About three months ago I posted a simple question to my Facebook wall, asking whether my next computer should be an Apple or a PC.

Over the next five hours I received over thirty opinions from students, senior executives, computer programmers, analysts and a random assortment of other friends and family.  The feedback helped me make an important consumer decision.

From the perspective of your typical Facebook user, I had posted a question and received feedback from my network – a seemingly innocuous act.

Let’s consider what happened from a technological perspective:

My first action (posing the initial question) would have inserted a row in a table (let’s call it StatusUpdate), which would have contained attributes including a post date and post content.  This initial action would triggered several subsequent processes (I’ve taken some creative liberties here):

  1. A task would have run to make certain inferences based on the content.  These inferences would update a table where Facebook compiles an index of my interests (ImplicitUserInterests).
  2. Facebook would use these inferences to determine which contacts (UserContacts) within my network should receive the status update.
  3. These contacts would have their walls (WallContent) updated with my status update.
  4. As each contact responded, an additional table indexing their response would be updated (StatusUpdateResponse).
  5. The content of the response would allow Facebook to make inferences about their interests (ImplicitUserInterests).
  6. Their response would be shared on their wall (WallContent).
  7. Facebook would have been able to make an inference about the relationship between the respondent and myself (UserRelationship).
  8. A bunch of other stuff that I can’t even imagine would have also happened.

We can quickly see how one simple act sets a sequence of events into motion, culminating in the creation of a large set of data.

Now consider the following:

  • There are over 500 million users on Facebook.
  • Over 700 billion minutes are spent on Facebook each month.
  • There are a host of other sites creating an amount of data that is in the same order of magnitude as Facebook.

What does it all add up to?

Here’s a hint: It’s not small data.

“Welcome to the Age of Big Data,” invites Steve Lohr in his recent NY Times piece on Big Data.

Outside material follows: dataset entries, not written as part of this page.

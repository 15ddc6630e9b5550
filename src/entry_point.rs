use crate::metadata::MethodMetadata;
use std::fmt;
use std::hash::{Hash, Hasher};
use std::path::PathBuf;

/// Where a method declaration lives in the analyzed sources.
#[derive(Debug, Clone, PartialEq, Eq)]
pub struct Declaration {
    pub path: PathBuf,
    pub project: String,
    pub start_byte: usize,
    pub end_byte: usize,
    pub start_line: usize,
}

/// A located method declaration together with its bound symbol.
///
/// Equality and hashing use the display name only, matching [`MethodMetadata`].
/// An entry point without a symbol is kept so callers can report it, but the
/// mapping context never expands it.
#[derive(Clone)]
pub struct EntryPoint<S> {
    symbol: Option<S>,
    display_name: String,
    declaration: Declaration,
}

impl<S> EntryPoint<S> {
    pub fn new(symbol: Option<S>, display_name: impl Into<String>, declaration: Declaration) -> Self {
        Self {
            symbol,
            display_name: display_name.into(),
            declaration,
        }
    }

    pub fn symbol(&self) -> Option<&S> {
        self.symbol.as_ref()
    }

    pub fn display_name(&self) -> &str {
        &self.display_name
    }

    pub fn declaration(&self) -> &Declaration {
        &self.declaration
    }

    pub fn source_path(&self) -> String {
        self.declaration.path.to_string_lossy().into_owned()
    }

    pub fn metadata(&self) -> MethodMetadata {
        MethodMetadata::new(self.display_name.clone(), self.source_path())
    }
}

impl<S> PartialEq for EntryPoint<S> {
    fn eq(&self, other: &Self) -> bool {
        self.display_name == other.display_name
    }
}

impl<S> Eq for EntryPoint<S> {}

impl<S> Hash for EntryPoint<S> {
    fn hash<H: Hasher>(&self, state: &mut H) {
        self.display_name.hash(state);
    }
}

impl<S> fmt::Debug for EntryPoint<S> {
    fn fmt(&self, f: &mut fmt::Formatter<'_>) -> fmt::Result {
        f.debug_struct("EntryPoint")
            .field("display_name", &self.display_name)
            .field("bound", &self.symbol.is_some())
            .field("declaration", &self.declaration)
            .finish()
    }
}

#[cfg(test)]
mod tests {
    use super::*;

    fn decl(path: &str) -> Declaration {
        Declaration {
            path: PathBuf::from(path),
            project: "Core".to_string(),
            start_byte: 0,
            end_byte: 10,
            start_line: 1,
        }
    }

    #[test]
    fn equality_uses_display_name_only() {
        let a = EntryPoint::new(Some(1u32), "A.Run()", decl("a.cs"));
        let b = EntryPoint::new(Some(2u32), "A.Run()", decl("b.cs"));
        let c = EntryPoint::new(None, "A.Stop()", decl("a.cs"));
        assert_eq!(a, b);
        assert_ne!(a, c);
    }

    #[test]
    fn metadata_carries_source_path() {
        let entry: EntryPoint<u32> = EntryPoint::new(None, "A.Run()", decl("src/a.cs"));
        let meta = entry.metadata();
        assert_eq!(meta.display_name(), "A.Run()");
        assert_eq!(meta.source_path(), "src/a.cs");
        assert!(entry.symbol().is_none());
    }
}
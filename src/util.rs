use anyhow::{Context, Result};
use std::fs;
use std::path::{Component, Path};

pub fn read_to_string(path: &Path) -> Result<String> {
    fs::read_to_string(path).with_context(|| format!("read {}", path.display()))
}

pub fn normalize_rel_path(root: &Path, path: &Path) -> Result<String> {
    let rel = path.strip_prefix(root).with_context(|| {
        format!("strip prefix {} from {}", root.display(), path.display())
    })?;
    Ok(normalize_path(rel))
}

pub fn normalize_path(path: &Path) -> String {
    let mut parts = Vec::new();
    for comp in path.components() {
        match comp {
            Component::Normal(os) => parts.push(os.to_string_lossy().to_string()),
            Component::ParentDir => parts.push("..".to_string()),
            Component::CurDir => {}
            _ => {}
        }
    }
    if parts.is_empty() {
        ".".to_string()
    } else {
        parts.join("/")
    }
}

pub fn ensure_parent_dir(path: &Path) -> Result<()> {
    match path.parent() {
        Some(parent) if !parent.as_os_str().is_empty() => fs::create_dir_all(parent)
            .with_context(|| format!("create directory {}", parent.display())),
        _ => Ok(()),
    }
}

/// Rejects empty or whitespace-only values with `The {what} cannot be blank.`
pub fn require_non_blank(value: &str, what: &str) -> Result<String, String> {
    let trimmed = value.trim();
    if trimmed.is_empty() {
        Err(format!("The {what} cannot be blank."))
    } else {
        Ok(trimmed.to_string())
    }
}

#[cfg(test)]
mod tests {
    use super::*;
    use std::path::PathBuf;

    #[test]
    fn normalizes_relative_paths() {
        let root = PathBuf::from("/ws");
        assert_eq!(
            normalize_rel_path(&root, &root.join("src").join("./A.cs")).unwrap(),
            "src/A.cs"
        );
        assert!(normalize_rel_path(&root, Path::new("/other/A.cs")).is_err());
        assert_eq!(normalize_path(Path::new("")), ".");
    }

    #[test]
    fn blank_values_are_rejected() {
        assert_eq!(
            require_non_blank("  ", "class name"),
            Err("The class name cannot be blank.".to_string())
        );
        assert_eq!(require_non_blank(" Foo ", "class name"), Ok("Foo".to_string()));
    }
}
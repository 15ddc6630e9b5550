//! Dependency mapping engine
//!
//! Expands seed entry points into a [`DependencyMap`] in one flow direction:
//! - upstream: what each method calls
//! - downstream: which methods call it

pub mod context;
pub mod trim;

pub use context::MappingContext;
pub use trim::trim_to_depth;

use crate::entry_point::EntryPoint;
use crate::error::MapResult;
use crate::filter::{DefaultProjectFilter, ProjectFilter};
use crate::metadata::DependencyMap;
use crate::resolver::{CancellationToken, Resolver};
use crate::selector::{MethodSelector, default_selectors};
use clap::ValueEnum;
use serde::Serialize;
use std::fmt;
use tracing::info;

#[derive(ValueEnum, Serialize, Clone, Copy, Debug, Eq, PartialEq)]
#[serde(rename_all = "lowercase")]
pub enum FlowDirection {
    #[value(alias = "u")]
    Upstream,
    #[value(alias = "d")]
    Downstream,
}

impl fmt::Display for FlowDirection {
    fn fmt(&self, f: &mut fmt::Formatter<'_>) -> fmt::Result {
        match self {
            FlowDirection::Upstream => f.write_str("upstream"),
            FlowDirection::Downstream => f.write_str("downstream"),
        }
    }
}

/// Runs mapping sessions with a fixed selector list.
pub struct DependencyMapper<R: Resolver> {
    selectors: Vec<MethodSelector<R>>,
}

impl<R: Resolver + 'static> Default for DependencyMapper<R> {
    fn default() -> Self {
        Self::new(default_selectors())
    }
}

impl<R: Resolver> DependencyMapper<R> {
    pub fn new(selectors: Vec<MethodSelector<R>>) -> Self {
        Self { selectors }
    }

    /// Callees of every seed, optionally bounded to `depth` hops.
    pub fn map_upstream(
        &self,
        resolver: &R,
        entries: &[EntryPoint<R::Symbol>],
        depth: Option<usize>,
        cancel: &CancellationToken,
    ) -> MapResult<DependencyMap> {
        self.run(
            FlowDirection::Upstream,
            resolver,
            entries,
            &DefaultProjectFilter,
            depth,
            cancel,
        )
    }

    /// Callers of every seed. Call sites in projects rejected by `consumers`
    /// are ignored.
    pub fn map_downstream(
        &self,
        resolver: &R,
        entries: &[EntryPoint<R::Symbol>],
        consumers: Option<&dyn ProjectFilter>,
        depth: Option<usize>,
        cancel: &CancellationToken,
    ) -> MapResult<DependencyMap> {
        self.run(
            FlowDirection::Downstream,
            resolver,
            entries,
            consumers.unwrap_or(&DefaultProjectFilter),
            depth,
            cancel,
        )
    }

    pub fn map(
        &self,
        flow: FlowDirection,
        resolver: &R,
        entries: &[EntryPoint<R::Symbol>],
        consumers: Option<&dyn ProjectFilter>,
        depth: Option<usize>,
        cancel: &CancellationToken,
    ) -> MapResult<DependencyMap> {
        match flow {
            FlowDirection::Upstream => self.map_upstream(resolver, entries, depth, cancel),
            FlowDirection::Downstream => {
                self.map_downstream(resolver, entries, consumers, depth, cancel)
            }
        }
    }

    fn run(
        &self,
        flow: FlowDirection,
        resolver: &R,
        entries: &[EntryPoint<R::Symbol>],
        consumers: &dyn ProjectFilter,
        depth: Option<usize>,
        cancel: &CancellationToken,
    ) -> MapResult<DependencyMap> {
        let span = tracing::info_span!("map", %flow, seeds = entries.len());
        let _guard = span.enter();
        info!(depth = ?depth, "mapping started");

        let mut context = MappingContext::new(resolver, &self.selectors, consumers, flow, cancel)
            .with_max_depth(depth);
        for entry in entries {
            context.map_entry_point(entry)?;
        }
        let map = context.into_map();
        info!(nodes = map.len(), edges = map.edge_count(), "mapping finished");
        Ok(map)
    }
}
use serde::Serialize;
use serde::ser::{SerializeStruct, Serializer};
use std::borrow::Borrow;
use std::collections::{HashMap, HashSet};
use std::fmt;
use std::hash::{Hash, Hasher};
use std::sync::OnceLock;

/// A node of a dependency graph, identified solely by its display name.
///
/// The name-derived accessors parse `display_name` on first use and cache the
/// result. They never fail: malformed input yields empty values.
#[derive(Clone, Default)]
pub struct MethodMetadata {
    display_name: String,
    source_path: String,
    method_name: OnceLock<String>,
    class_name: OnceLock<String>,
    namespace_components: OnceLock<Vec<String>>,
    type_parameters: OnceLock<Vec<String>>,
    parameters: OnceLock<Vec<String>>,
}

impl MethodMetadata {
    pub fn new(display_name: impl Into<String>, source_path: impl Into<String>) -> Self {
        Self {
            display_name: display_name.into(),
            source_path: source_path.into(),
            ..Default::default()
        }
    }

    pub fn display_name(&self) -> &str {
        &self.display_name
    }

    pub fn source_path(&self) -> &str {
        &self.source_path
    }

    pub fn method_name(&self) -> &str {
        self.method_name.get_or_init(|| {
            path_segments(&self.display_name)
                .last()
                .cloned()
                .unwrap_or_default()
        })
    }

    pub fn class_name(&self) -> &str {
        self.class_name.get_or_init(|| {
            let segments = path_segments(&self.display_name);
            if segments.len() < 2 {
                return String::new();
            }
            segments[segments.len() - 2].clone()
        })
    }

    pub fn namespace_components(&self) -> &[String] {
        self.namespace_components.get_or_init(|| {
            let mut segments = path_segments(&self.display_name);
            let keep = segments.len().saturating_sub(2);
            segments.truncate(keep);
            segments
        })
    }

    pub fn type_parameters(&self) -> &[String] {
        self.type_parameters
            .get_or_init(|| parse_type_parameters(&self.display_name))
    }

    pub fn parameters(&self) -> &[String] {
        self.parameters
            .get_or_init(|| parse_parameters(&self.display_name))
    }

    /// Display name with the namespace prefix removed, e.g. `Class.Method(int)`.
    pub fn member_path(&self) -> &str {
        let namespace = self.namespace_components();
        if namespace.is_empty() {
            return &self.display_name;
        }
        let prefix = namespace.join(".");
        self.display_name
            .strip_prefix(prefix.as_str())
            .and_then(|rest| rest.strip_prefix('.'))
            .unwrap_or(&self.display_name)
    }
}

impl PartialEq for MethodMetadata {
    fn eq(&self, other: &Self) -> bool {
        self.display_name == other.display_name
    }
}

impl Eq for MethodMetadata {}

impl Hash for MethodMetadata {
    fn hash<H: Hasher>(&self, state: &mut H) {
        self.display_name.hash(state);
    }
}

impl Borrow<str> for MethodMetadata {
    fn borrow(&self) -> &str {
        &self.display_name
    }
}

impl fmt::Debug for MethodMetadata {
    fn fmt(&self, f: &mut fmt::Formatter<'_>) -> fmt::Result {
        f.debug_struct("MethodMetadata")
            .field("display_name", &self.display_name)
            .field("source_path", &self.source_path)
            .finish()
    }
}

impl fmt::Display for MethodMetadata {
    fn fmt(&self, f: &mut fmt::Formatter<'_>) -> fmt::Result {
        f.write_str(&self.display_name)
    }
}

impl Serialize for MethodMetadata {
    fn serialize<S: Serializer>(&self, serializer: S) -> Result<S::Ok, S::Error> {
        let mut state = serializer.serialize_struct("MethodMetadata", 2)?;
        state.serialize_field("display_name", &self.display_name)?;
        state.serialize_field("source_path", &self.source_path)?;
        state.end()
    }
}

/// The part of a display name before its parameter list.
fn signature_head(display_name: &str) -> &str {
    match display_name.find('(') {
        Some(idx) => &display_name[..idx],
        None => display_name,
    }
}

/// Dotted path segments of the signature head with every generic group removed,
/// so `Outer<T>.Inner.Run<U>` yields `["Outer", "Inner", "Run"]`.
fn path_segments(display_name: &str) -> Vec<String> {
    let head = signature_head(display_name);
    let mut stripped = String::with_capacity(head.len());
    let mut depth = 0usize;
    for ch in head.chars() {
        match ch {
            '<' => depth += 1,
            '>' => depth = depth.saturating_sub(1),
            _ if depth == 0 => stripped.push(ch),
            _ => {}
        }
    }
    stripped.split('.').map(|s| s.trim().to_string()).collect()
}

fn parse_type_parameters(display_name: &str) -> Vec<String> {
    let head = signature_head(display_name).trim_end();
    if !head.ends_with('>') {
        return Vec::new();
    }
    let mut depth = 0usize;
    let mut open = None;
    for (idx, ch) in head.char_indices().rev() {
        match ch {
            '>' => depth += 1,
            '<' => {
                depth = depth.saturating_sub(1);
                if depth == 0 {
                    open = Some(idx);
                    break;
                }
            }
            _ => {}
        }
    }
    let Some(open) = open else {
        return Vec::new();
    };
    split_top_level(&head[open + 1..head.len() - 1])
}

fn parse_parameters(display_name: &str) -> Vec<String> {
    let Some(open) = display_name.find('(') else {
        return Vec::new();
    };
    let close = display_name.rfind(')').filter(|close| *close > open);
    let inner = match close {
        Some(close) => &display_name[open + 1..close],
        None => &display_name[open + 1..],
    };
    split_top_level(inner)
}

/// Splits on commas that are not nested inside `<>`, `()` or `[]`.
fn split_top_level(raw: &str) -> Vec<String> {
    let mut out = Vec::new();
    let mut depth = 0usize;
    let mut current = String::new();
    for ch in raw.chars() {
        match ch {
            '<' | '(' | '[' => {
                depth += 1;
                current.push(ch);
            }
            '>' | ')' | ']' => {
                depth = depth.saturating_sub(1);
                current.push(ch);
            }
            ',' if depth == 0 => {
                out.push(std::mem::take(&mut current));
            }
            _ => current.push(ch),
        }
    }
    out.push(current);
    out.into_iter()
        .map(|part| part.trim().to_string())
        .filter(|part| !part.is_empty())
        .collect()
}

/// Direct dependencies of every visited method in one flow direction.
///
/// A key exists for every visited node, including terminal and depth-truncated
/// ones, whose sets are empty.
#[derive(Debug, Clone, Default, PartialEq, Eq)]
pub struct DependencyMap {
    entries: HashMap<MethodMetadata, HashSet<MethodMetadata>>,
}

impl DependencyMap {
    pub fn new() -> Self {
        Self::default()
    }

    /// Records `node` with `dependencies`, replacing any previous record.
    pub fn insert(
        &mut self,
        node: MethodMetadata,
        dependencies: HashSet<MethodMetadata>,
    ) -> Option<HashSet<MethodMetadata>> {
        self.entries.insert(node, dependencies)
    }

    pub fn get(&self, display_name: &str) -> Option<&HashSet<MethodMetadata>> {
        self.entries.get(display_name)
    }

    pub fn get_key(&self, display_name: &str) -> Option<&MethodMetadata> {
        self.entries.get_key_value(display_name).map(|(key, _)| key)
    }

    pub fn contains(&self, display_name: &str) -> bool {
        self.entries.contains_key(display_name)
    }

    pub fn len(&self) -> usize {
        self.entries.len()
    }

    pub fn is_empty(&self) -> bool {
        self.entries.is_empty()
    }

    pub fn edge_count(&self) -> usize {
        self.entries.values().map(HashSet::len).sum()
    }

    pub fn keys(&self) -> impl Iterator<Item = &MethodMetadata> {
        self.entries.keys()
    }

    pub fn iter(&self) -> impl Iterator<Item = (&MethodMetadata, &HashSet<MethodMetadata>)> {
        self.entries.iter()
    }

    /// Keys sorted by display name, for deterministic output.
    pub fn sorted_keys(&self) -> Vec<&MethodMetadata> {
        let mut keys: Vec<_> = self.entries.keys().collect();
        keys.sort_by(|a, b| a.display_name().cmp(b.display_name()));
        keys
    }

    /// `(dependent, dependency)` pairs sorted by display name.
    pub fn sorted_edges(&self) -> Vec<(&MethodMetadata, &MethodMetadata)> {
        let mut edges: Vec<_> = self
            .entries
            .iter()
            .flat_map(|(node, deps)| deps.iter().map(move |dep| (node, dep)))
            .collect();
        edges.sort_by(|a, b| {
            a.0.display_name()
                .cmp(b.0.display_name())
                .then_with(|| a.1.display_name().cmp(b.1.display_name()))
        });
        edges
    }
}

impl FromIterator<(MethodMetadata, HashSet<MethodMetadata>)> for DependencyMap {
    fn from_iter<I: IntoIterator<Item = (MethodMetadata, HashSet<MethodMetadata>)>>(
        iter: I,
    ) -> Self {
        Self {
            entries: iter.into_iter().collect(),
        }
    }
}

impl IntoIterator for DependencyMap {
    type Item = (MethodMetadata, HashSet<MethodMetadata>);
    type IntoIter = std::collections::hash_map::IntoIter<MethodMetadata, HashSet<MethodMetadata>>;

    fn into_iter(self) -> Self::IntoIter {
        self.entries.into_iter()
    }
}

#[derive(Serialize)]
struct EdgeRecord<'a> {
    source: &'a str,
    target: &'a str,
}

impl Serialize for DependencyMap {
    fn serialize<S: Serializer>(&self, serializer: S) -> Result<S::Ok, S::Error> {
        let edges: Vec<EdgeRecord<'_>> = self
            .sorted_edges()
            .into_iter()
            .map(|(source, target)| EdgeRecord {
                source: source.display_name(),
                target: target.display_name(),
            })
            .collect();
        let mut state = serializer.serialize_struct("DependencyMap", 2)?;
        state.serialize_field("nodes", &self.sorted_keys())?;
        state.serialize_field("edges", &edges)?;
        state.end()
    }
}

#[cfg(test)]
mod tests {
    use super::*;

    #[test]
    fn derives_names_from_display_name() {
        let meta = MethodMetadata::new("Acme.App.Service.Run(int, string)", "Service.cs");
        assert_eq!(meta.method_name(), "Run");
        assert_eq!(meta.class_name(), "Service");
        assert_eq!(meta.namespace_components(), ["Acme", "App"]);
        assert!(meta.type_parameters().is_empty());
        assert_eq!(meta.parameters(), ["int", "string"]);
        assert_eq!(meta.member_path(), "Service.Run(int, string)");
    }

    #[test]
    fn parses_type_parameters_and_nested_generics() {
        let meta = MethodMetadata::new(
            "Acme.Cache<TKey>.Store.Put<T, U>(Dictionary<string, int>, T)",
            "",
        );
        assert_eq!(meta.method_name(), "Put");
        assert_eq!(meta.class_name(), "Store");
        assert_eq!(meta.namespace_components(), ["Acme", "Cache"]);
        assert_eq!(meta.type_parameters(), ["T", "U"]);
        assert_eq!(meta.parameters(), ["Dictionary<string, int>", "T"]);
    }

    #[test]
    fn global_namespace_and_no_parameters() {
        let meta = MethodMetadata::new("MyClass.EntryPoint()", "MyClass.cs");
        assert_eq!(meta.class_name(), "MyClass");
        assert!(meta.namespace_components().is_empty());
        assert!(meta.parameters().is_empty());
        assert_eq!(meta.member_path(), "MyClass.EntryPoint()");
    }

    #[test]
    fn malformed_names_yield_empty_fields() {
        let meta = MethodMetadata::new("", "");
        assert_eq!(meta.method_name(), "");
        assert_eq!(meta.class_name(), "");
        assert!(meta.namespace_components().is_empty());
        assert!(meta.parameters().is_empty());

        let meta = MethodMetadata::new("Broken(int", "");
        assert_eq!(meta.method_name(), "Broken");
        assert_eq!(meta.class_name(), "");
        assert_eq!(meta.parameters(), ["int"]);
    }

    #[test]
    fn equality_ignores_source_path() {
        let a = MethodMetadata::new("A.B()", "one.cs");
        let b = MethodMetadata::new("A.B()", "two.cs");
        assert_eq!(a, b);
        let set: HashSet<_> = [a, b].into_iter().collect();
        assert_eq!(set.len(), 1);
    }

    #[test]
    fn map_lookup_by_display_name() {
        let mut map = DependencyMap::new();
        let dep = MethodMetadata::new("A.Callee()", "a.cs");
        map.insert(
            MethodMetadata::new("A.Caller()", "a.cs"),
            [dep.clone()].into_iter().collect(),
        );
        map.insert(dep, HashSet::new());
        assert!(map.contains("A.Caller()"));
        assert_eq!(map.get("A.Caller()").map(HashSet::len), Some(1));
        assert_eq!(map.edge_count(), 1);
        assert_eq!(map.get_key("A.Callee()").map(|m| m.source_path()), Some("a.cs"));
    }

    #[test]
    fn serializes_sorted_nodes_and_edges() {
        let map: DependencyMap = [
            (
                MethodMetadata::new("B.Run()", "b.cs"),
                [MethodMetadata::new("A.Run()", "a.cs")].into_iter().collect(),
            ),
            (MethodMetadata::new("A.Run()", "a.cs"), HashSet::new()),
        ]
        .into_iter()
        .collect();
        let value = serde_json::to_value(&map).unwrap();
        assert_eq!(value["nodes"][0]["display_name"], "A.Run()");
        assert_eq!(value["nodes"][1]["source_path"], "b.cs");
        assert_eq!(value["edges"][0]["source"], "B.Run()");
        assert_eq!(value["edges"][0]["target"], "A.Run()");
    }
}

While acknowledging that Big Data has the scent of a “meme and a marketing term,” Lohr points out that according to IDC, a technology research firm, data is growing at a rate of 50 percent per year.

Regardless of whether the actual you believe in the veracity of IDC’s estimated rate-of-increase,  it’s difficult to dispel the notion that every year, there seems to be significantly more information at your fingertips than the previous year.

It’s this broad acknowledgment that has allowed the concept of “”Big Data” to catch fire.

Like most memes, Big Data comes with a slight feeling of déjà vu – a faint voice in the background tells us that we have seen this before.   Those of us who have been working in information technology for the past decade (or longer) recall things like the “Invisible Web” and the “Deep Web.”

Yet there seems to be something categorically different about this latest information “revolution,” that makes us stand up and pay attention.

Over the next several weeks,  I’ll be endeavoring to deconstruct what is different about “Big Data” in the hopes that understanding these differences will help us better understand what Big Data actually is and whether we are talking about more hype or perhaps something real.